The succulent radar

Martinet: the restaurant that will save an artisan delicatessen in Barcelona's Eixample

Inside a shop we find a unique establishment with dishes made from ingredients elaborated by themselves

Gerard Martí, chef of the Martinet restaurant.
01/04/2026
3 min

“I am a romantic”, Gerard Martí tells me. Probably because I am too, I have enjoyed his proposal so much. Gerard is a young chef, butcher, and whatever else is needed. His family runs the Casanovas butcher shop, at Carrer Calàbria, 113, in Barcelona. It is the fourth generation dedicated to it. They are aware that these are difficult times for the trade. Many artisan butchers are closing and there is no succession. The Martí family, however, have found a way to make the business profitable: combining the butcher shop with a restaurant. And the restaurant in question has turned out to be very surprising and recommendable.

It is called Martinet and the name is advertised from the shop window. With some tiles, some porrons – a symbol of the place – and some candles. In the foreground, the shop, and in the background, an elegant metal bar extends, creating an intimate atmosphere in case you go there for dinner. Martinet comes from Gerard Martí’s surname. It all began with the paternal grandparents opening a stall at the Mercat de Santa Caterina. Then the grandparents opened the shop. His father, Joan, opened the one now on Carrer Calàbria and created the catering service, and Gerard has now given it a twist by offering succulent dishes that you won't find anywhere else.

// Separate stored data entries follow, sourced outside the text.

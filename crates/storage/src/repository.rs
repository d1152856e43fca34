use async_trait::async_trait;
use quiz_core::model::{
    QuestionBank, QuestionId, QuestionRecord, RawQuestionRow, RunRecord, ValidatedQuestion,
};
use std::sync::{Arc, Mutex};
use thiserror::Error;

/// Errors surfaced by storage adapters.
#[derive(Debug, Error)]
#[non_exhaustive]
pub enum StorageError {
    #[error("conflict")]
    Conflict,

    #[error("connection error: {0}")]
    Connection(String),

    #[error("serialization error: {0}")]
    Serialization(String),
}

/// A persisted run result with its storage row id.
#[derive(Debug, Clone, PartialEq)]
pub struct RunRow {
    pub id: i64,
    pub record: RunRecord,
}

impl RunRow {
    #[must_use]
    pub fn new(id: i64, record: RunRecord) -> Self {
        Self { id, record }
    }
}

/// Read side of the tabular question bank.
#[async_trait]
pub trait QuestionSource: Send + Sync {
    /// Fetch every raw row of the source, unnormalized.
    ///
    /// # Errors
    ///
    /// Returns `StorageError` if the source cannot be read.
    async fn load_rows(&self) -> Result<Vec<RawQuestionRow>, StorageError>;

    /// Fetch and normalize the source.
    ///
    /// # Errors
    ///
    /// Returns `StorageError` if the source cannot be read.
    async fn load_bank(&self) -> Result<QuestionBank, StorageError> {
        let rows = self.load_rows().await?;
        let bank = QuestionBank::from_rows(rows);
        for rejected in bank.rejected() {
            tracing::warn!(
                row = rejected.row,
                id = ?rejected.id.map(|id| id.value()),
                error = %rejected.error,
                "rejected question row"
            );
        }
        tracing::debug!(
            records = bank.len(),
            dropped = bank.dropped(),
            rejected = bank.rejected().len(),
            "loaded question bank"
        );
        Ok(bank)
    }
}

/// Question source that also accepts new questions.
#[async_trait]
pub trait QuestionRepository: QuestionSource {
    /// Append a validated question, assigning the next id after the highest existing one.
    ///
    /// # Errors
    ///
    /// Returns `StorageError` if the question cannot be stored.
    async fn append_question(
        &self,
        question: ValidatedQuestion,
    ) -> Result<QuestionRecord, StorageError>;
}

/// Append-only destination for completed run results.
#[async_trait]
pub trait RunResultSink: Send + Sync {
    /// Append one run record and return its row id.
    ///
    /// # Errors
    ///
    /// Returns `StorageError` if the record cannot be stored.
    async fn append_run(&self, record: &RunRecord) -> Result<i64, StorageError>;
}

/// Read access to previously saved runs.
#[async_trait]
pub trait RunHistory: Send + Sync {
    /// Most recent runs first, at most `limit`.
    ///
    /// # Errors
    ///
    /// Returns `StorageError` if the runs cannot be read.
    async fn list_runs(&self, limit: u32) -> Result<Vec<RunRow>, StorageError>;
}

/// Id that follows the highest id among `rows` (1 for an empty source).
#[must_use]
pub fn next_question_id(rows: &[RawQuestionRow]) -> QuestionId {
    rows.iter()
        .filter_map(|r| r.id.map(QuestionId::new))
        .max()
        .map_or_else(|| QuestionId::new(1), |max| max.next())
}

/// Simple in-memory repository implementation for testing and prototyping.
#[derive(Clone, Default)]
pub struct InMemoryRepository {
    questions: Arc<Mutex<Vec<RawQuestionRow>>>,
    runs: Arc<Mutex<Vec<RunRow>>>,
}

impl InMemoryRepository {
    #[must_use]
    pub fn new() -> Self {
        Self::default()
    }

    /// Repository pre-loaded with raw question rows.
    #[must_use]
    pub fn with_rows(rows: Vec<RawQuestionRow>) -> Self {
        Self {
            questions: Arc::new(Mutex::new(rows)),
            runs: Arc::default(),
        }
    }

    /// Repository pre-loaded with normalized records.
    #[must_use]
    pub fn with_records<'a>(records: impl IntoIterator<Item = &'a QuestionRecord>) -> Self {
        Self::with_rows(records.into_iter().map(QuestionRecord::to_row).collect())
    }
}

#[async_trait]
impl QuestionSource for InMemoryRepository {
    async fn load_rows(&self) -> Result<Vec<RawQuestionRow>, StorageError> {
        let guard = self
            .questions
            .lock()
            .map_err(|e| StorageError::Connection(e.to_string()))?;
        Ok(guard.clone())
    }
}

#[async_trait]
impl QuestionRepository for InMemoryRepository {
    async fn append_question(
        &self,
        question: ValidatedQuestion,
    ) -> Result<QuestionRecord, StorageError> {
        let mut guard = self
            .questions
            .lock()
            .map_err(|e| StorageError::Connection(e.to_string()))?;
        let record = question.assign_id(next_question_id(&guard));
        guard.push(record.to_row());
        Ok(record)
    }
}

#[async_trait]
impl RunResultSink for InMemoryRepository {
    async fn append_run(&self, record: &RunRecord) -> Result<i64, StorageError> {
        let mut guard = self
            .runs
            .lock()
            .map_err(|e| StorageError::Connection(e.to_string()))?;
        let id = i64::try_from(guard.len())
            .map_err(|_| StorageError::Serialization("run id overflow".into()))?
            + 1;
        guard.push(RunRow::new(id, record.clone()));
        Ok(id)
    }
}

#[async_trait]
impl RunHistory for InMemoryRepository {
    async fn list_runs(&self, limit: u32) -> Result<Vec<RunRow>, StorageError> {
        let guard = self
            .runs
            .lock()
            .map_err(|e| StorageError::Connection(e.to_string()))?;
        let limit = usize::try_from(limit).unwrap_or(usize::MAX);
        Ok(guard.iter().rev().take(limit).cloned().collect())
    }
}

/// Aggregates the question and run repositories behind trait objects for easy backend swapping.
#[derive(Clone)]
pub struct Storage {
    pub question_source: Arc<dyn QuestionSource>,
    pub questions: Arc<dyn QuestionRepository>,
    pub runs: Arc<dyn RunResultSink>,
    pub run_history: Arc<dyn RunHistory>,
}

impl Storage {
    #[must_use]
    pub fn in_memory() -> Self {
        Self::from_repo(InMemoryRepository::new())
    }

    /// Wire every role to one repository value.
    #[must_use]
    pub fn from_repo<R>(repo: R) -> Self
    where
        R: QuestionRepository + RunResultSink + RunHistory + Clone + 'static,
    {
        Self {
            question_source: Arc::new(repo.clone()),
            questions: Arc::new(repo.clone()),
            runs: Arc::new(repo.clone()),
            run_history: Arc::new(repo),
        }
    }

    /// Replace the question bank while keeping the run storage.
    #[must_use]
    pub fn with_questions<Q>(mut self, questions: Q) -> Self
    where
        Q: QuestionRepository + Clone + 'static,
    {
        self.question_source = Arc::new(questions.clone());
        self.questions = Arc::new(questions);
        self
    }
}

The restaurant's name on the storefront.
The delicatessen viewed from the street.

I'll give you examples. One of them is a unique sea and mountain dish: squid stuffed with black pudding and morels in cream. The idea is that the pudding is not stuffed with intestine, but that the squid itself acts as the container. “My goal is for everyone to like black pudding”, says Gerard. Other brutal dishes are fried egg with Iberian pork terrine and scallop with sobrassada oil and kaffir lime. Not to go any further, the same ham butter, which accompanies the bread, is pure vice. They also have a lard toast with Iberian hollandaise sauce and truffle to lick your fingers, and a simple but effective peas with perol sausage dish. They do it all themselves. Pure craftsmanship brought to restoration.

Gerard, who had always wanted to be a chef like his father, has fun experimenting, creating dishes and giving play to “elaborations that had always been done”, he says. He wants to recover them and put them on a plate. They have enormous differential value. His father, Joan, who runs around there, explains to me that many techniques used in restoration now have always been used in charcuterie. “What is cooked ham if not slow cooking? Or what is a frankfurter if not an emulsion?”, he asks.

New ideas that make you salivate

Meanwhile, Gerard is experimenting with making pastrami with Iberian pork shoulder, and tells me that he will soon be adding a chicken and prawn sausage to the menu. I'm already salivating. The restaurant has a capacity of about thirty people, and now serves dinners on Thursdays, Fridays, and Saturdays, and also offers weekday lunches. From Monday to Friday, it offers a set menu for 19.95 euros, in which you can choose a main course and two side dishes, a kind of combo plate that is already proving very popular in the neighborhood. The dishes on the set menu are a little simpler than those on the à la carte menu, but they have the same quality standard.

Black bull stuffed with squid from the Martinet restaurant.
Fried egg with Iberian pork terrine from the Martinet restaurant.

Being a hybrid establishment, where the two businesses coexist in symbiosis, implies that people dining there know it is a shop, with the bustle that entails (which I personally love), and that in the evenings, when you arrive, with everything perfectly identified, it doesn't surprise you to enter a shop with a counter. The project already has everything it needs to run, which is a good kitchen and a good menu at a reasonable price (going à la carte costs around 40 euros). Gerard is clear about it: "The intention is not to lose the essence, but with margins we cannot compete with large surfaces. This is the plan to save the shop. Make our own preparations, sell very good things and focus on local people to fight against mass tourism." While this project begins to take shape, he explains all the improvements he wants to make to condition the entire premises. Small things, considering all the path they have already covered.